Lastly, what kind of Denzel Mims article would this be if I didn’t reference his combine? Per MockDraftable, his 40-yard dash, vertical jump, broad jump, and 3-cone drill are all 84th percentile or better for wide receivers. His 6.66 second 3-cone time was the best at this year’s combine across all positions, and since 2000 it’s the second-best at his size (I looked at 6’2″-6’4″ and 205-210 pounds) for wide receivers. At 6’3″ and 207 pounds, his 4.38 40 gives him a 96th percentile size adjust speed score. ParisHiltonThatsHot.Gif, amirite?
Before he melted our faces with his combine performance, it was Mims’ tape that got me excited. Mims wins with his long frame and catch radius, great body control, and athleticism both throughout his routes and after the catch. If he has any type of space with the ball in his hands, he’s going to rack up YAC, son. Let’s get to some clips.
This first clip from his 2019 game against Texas shows both a positive and negative of Mims’ game. He’s lined up at the bottom of the screen here facing man coverage. What I love from this play is seeing Mims snap off his route at the top of his stem. He threatens vertically and is able to stop and turn on a dime, creating instant separation. Mims is still raw as a route runner, but flashes like this make me feel comfortable projecting improvement in the NFL.
The negative? You want to see Mims attack the ball here instead of passively waiting for it and allowing the ball into his chest. Once he sees the ball coming his way, he should work back towards the quarterback and catch the ball with his hands extended away from his frame.
I mentioned Mims’ body control and ability to make adjustments and this clip does a good job of showing it. He’s nearly fully extended while making the back shoulder adjustment and is able to complete the catch with the safety coming across and hitting him.
Again, his routes need improvement, but this catch? Come on. (Texas Tech, 2019)
My biggest knocks on Mims I mentioned above (play more aggressively, refine his route running). The other thing that his fantasy owners just may have to live with is his drops. Per PFF, Mims carries a 12.9% drop rate over the past two years on 139 catchable targets. He’ll literally make a catch like the clip above, and then his next target will be perfectly placed and will be dropped. You can’t teach his size and athleticism, however, and he has shown enough for me to believe he can improve upon these critiques.

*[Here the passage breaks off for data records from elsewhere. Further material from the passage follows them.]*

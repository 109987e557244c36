//! Shared record shape for every synced entity

use serde::{Deserialize, Serialize};
use std::fmt;
use std::str::FromStr;
use uuid::Uuid;

/// A unique identifier for a record, using UUID v7 (time-sortable)
#[derive(Debug, Clone, Copy, PartialEq, Eq, Hash, Serialize, Deserialize)]
pub struct RecordId(Uuid);

impl RecordId {
    /// Create a new unique record ID using UUID v7
    #[must_use]
    pub fn new() -> Self {
        Self(Uuid::now_v7())
    }

    /// Get the string representation of this ID
    #[must_use]
    pub fn as_str(&self) -> String {
        self.0.to_string()
    }
}

impl Default for RecordId {
    fn default() -> Self {
        Self::new()
    }
}

impl fmt::Display for RecordId {
    fn fmt(&self, f: &mut fmt::Formatter<'_>) -> fmt::Result {
        write!(f, "{}", self.0)
    }
}

impl FromStr for RecordId {
    type Err = uuid::Error;

    fn from_str(s: &str) -> Result<Self, Self::Err> {
        Ok(Self(Uuid::parse_str(s.trim())?))
    }
}

/// Lifecycle state of a record. Deleted records stay addressable by id.
#[derive(Debug, Clone, Copy, PartialEq, Eq, Serialize, Deserialize)]
#[serde(tag = "state", rename_all = "snake_case")]
pub enum RecordStatus {
    Live,
    Deleted { deleted_at: i64 },
}

impl RecordStatus {
    pub const fn is_live(self) -> bool {
        matches!(self, Self::Live)
    }

    pub const fn deleted_at(self) -> Option<i64> {
        match self {
            Self::Live => None,
            Self::Deleted { deleted_at } => Some(deleted_at),
        }
    }
}

/// Device and client-local operation that created a record. Immutable.
#[derive(Debug, Clone, PartialEq, Eq, Serialize, Deserialize)]
pub struct SyncOrigin {
    pub device_id: String,
    pub local_id: String,
}

/// Envelope stamped onto a record by the last sync operation that touched it
#[derive(Debug, Clone, PartialEq, Eq, Serialize, Deserialize)]
pub struct SyncMetadata {
    /// Server time the operation was processed (Unix ms)
    pub synced_at: i64,
    /// Client-reported time of the operation (Unix ms)
    pub original_timestamp: i64,
    /// Client-assigned operation id
    pub local_id: String,
}

/// Columns shared by every record table
#[derive(Debug, Clone, PartialEq, Eq, Serialize, Deserialize)]
pub struct RecordMeta {
    pub id: RecordId,
    /// Optimistic concurrency counter, starts at 1
    pub version: i64,
    pub status: RecordStatus,
    pub idempotency_key: Option<String>,
    pub origin: Option<SyncOrigin>,
    pub sync: Option<SyncMetadata>,
    pub created_by: Option<String>,
    pub updated_by: Option<String>,
    /// Creation timestamp (Unix ms)
    pub created_at: i64,
    /// Last update timestamp (Unix ms)
    pub updated_at: i64,
}

impl RecordMeta {
    /// Metadata for a record created outside of sync (seeding, admin tools)
    #[must_use]
    pub fn new(created_by: Option<String>) -> Self {
        let now = chrono::Utc::now().timestamp_millis();
        Self {
            id: RecordId::new(),
            version: 1,
            status: RecordStatus::Live,
            idempotency_key: None,
            origin: None,
            sync: None,
            updated_by: created_by.clone(),
            created_by,
            created_at: now,
            updated_at: now,
        }
    }

    /// Metadata for a record created by a sync operation
    #[must_use]
    pub fn from_sync(
        user_id: &str,
        device_id: &str,
        metadata: SyncMetadata,
        idempotency_key: Option<String>,
    ) -> Self {
        let mut meta = Self::new(Some(user_id.to_string()));
        meta.created_at = metadata.synced_at;
        meta.updated_at = metadata.synced_at;
        meta.idempotency_key = idempotency_key;
        meta.origin = Some(SyncOrigin {
            device_id: device_id.to_string(),
            local_id: metadata.local_id.clone(),
        });
        meta.sync = Some(metadata);
        meta
    }

    pub const fn is_live(&self) -> bool {
        self.status.is_live()
    }

    /// Record one successful mutation: bumps the version by exactly one.
    pub fn touch(&mut self, user_id: Option<&str>, sync: Option<SyncMetadata>) {
        let now = sync
            .as_ref()
            .map_or_else(|| chrono::Utc::now().timestamp_millis(), |s| s.synced_at);
        self.version += 1;
        self.updated_at = now.max(self.updated_at);
        if let Some(user_id) = user_id {
            self.updated_by = Some(user_id.to_string());
        }
        if sync.is_some() {
            self.sync = sync;
        }
    }

    /// Soft delete. Counts as a mutation.
    pub fn mark_deleted(&mut self, user_id: Option<&str>, sync: Option<SyncMetadata>) {
        self.touch(user_id, sync);
        self.status = RecordStatus::Deleted {
            deleted_at: self.updated_at,
        };
    }
}

#[cfg(test)]
mod tests {
    use super::*;

    fn metadata(local_id: &str) -> SyncMetadata {
        SyncMetadata {
            synced_at: 1_700_000_000_000,
            original_timestamp: 1_699_999_999_000,
            local_id: local_id.to_string(),
        }
    }

    #[test]
    fn test_record_id_parse() {
        let id = RecordId::new();
        let parsed: RecordId = id.as_str().parse().unwrap();
        assert_eq!(id, parsed);
        assert!("not-a-uuid".parse::<RecordId>().is_err());
    }

    #[test]
    fn test_new_meta_starts_at_version_one() {
        let meta = RecordMeta::new(None);
        assert_eq!(meta.version, 1);
        assert!(meta.is_live());
        assert_eq!(meta.created_at, meta.updated_at);
    }

    #[test]
    fn test_from_sync_records_origin() {
        let meta = RecordMeta::from_sync("user-1", "device-a", metadata("op-1"), Some("k".into()));
        let origin = meta.origin.as_ref().unwrap();
        assert_eq!(origin.device_id, "device-a");
        assert_eq!(origin.local_id, "op-1");
        assert_eq!(meta.idempotency_key.as_deref(), Some("k"));
        assert_eq!(meta.created_by.as_deref(), Some("user-1"));
    }

    #[test]
    fn test_touch_increments_version_once() {
        let mut meta = RecordMeta::new(None);
        meta.touch(Some("user-2"), Some(metadata("op-2")));
        assert_eq!(meta.version, 2);
        assert_eq!(meta.updated_by.as_deref(), Some("user-2"));
        assert_eq!(meta.sync.as_ref().unwrap().local_id, "op-2");
    }

    #[test]
    fn test_mark_deleted_keeps_origin() {
        let mut meta = RecordMeta::from_sync("u", "d", metadata("op-1"), None);
        meta.mark_deleted(Some("u"), Some(metadata("op-9")));
        assert_eq!(meta.version, 2);
        assert!(!meta.is_live());
        assert_eq!(meta.status.deleted_at(), Some(meta.updated_at));
        assert_eq!(meta.origin.as_ref().unwrap().local_id, "op-1");
    }
}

According to DLF’s March rookie ADP, Mims has jumped an entire round from last month to 13th overall. Out of 10 mock drafts, the highest he was selected was 1.09 in two of them. Unless something crazy happens between now and the NFL Draft, I think we’ll see Mims settle in the 1.08-2.01 range in 1QB leagues. If Mims is able to add nuance to his routes and improve his overall route running technique, he’s going to be a monster. He’s still going to be able to out-athlete some corners and use his frame against smaller DBs, but he could add an entire extra element to his game with improved route running.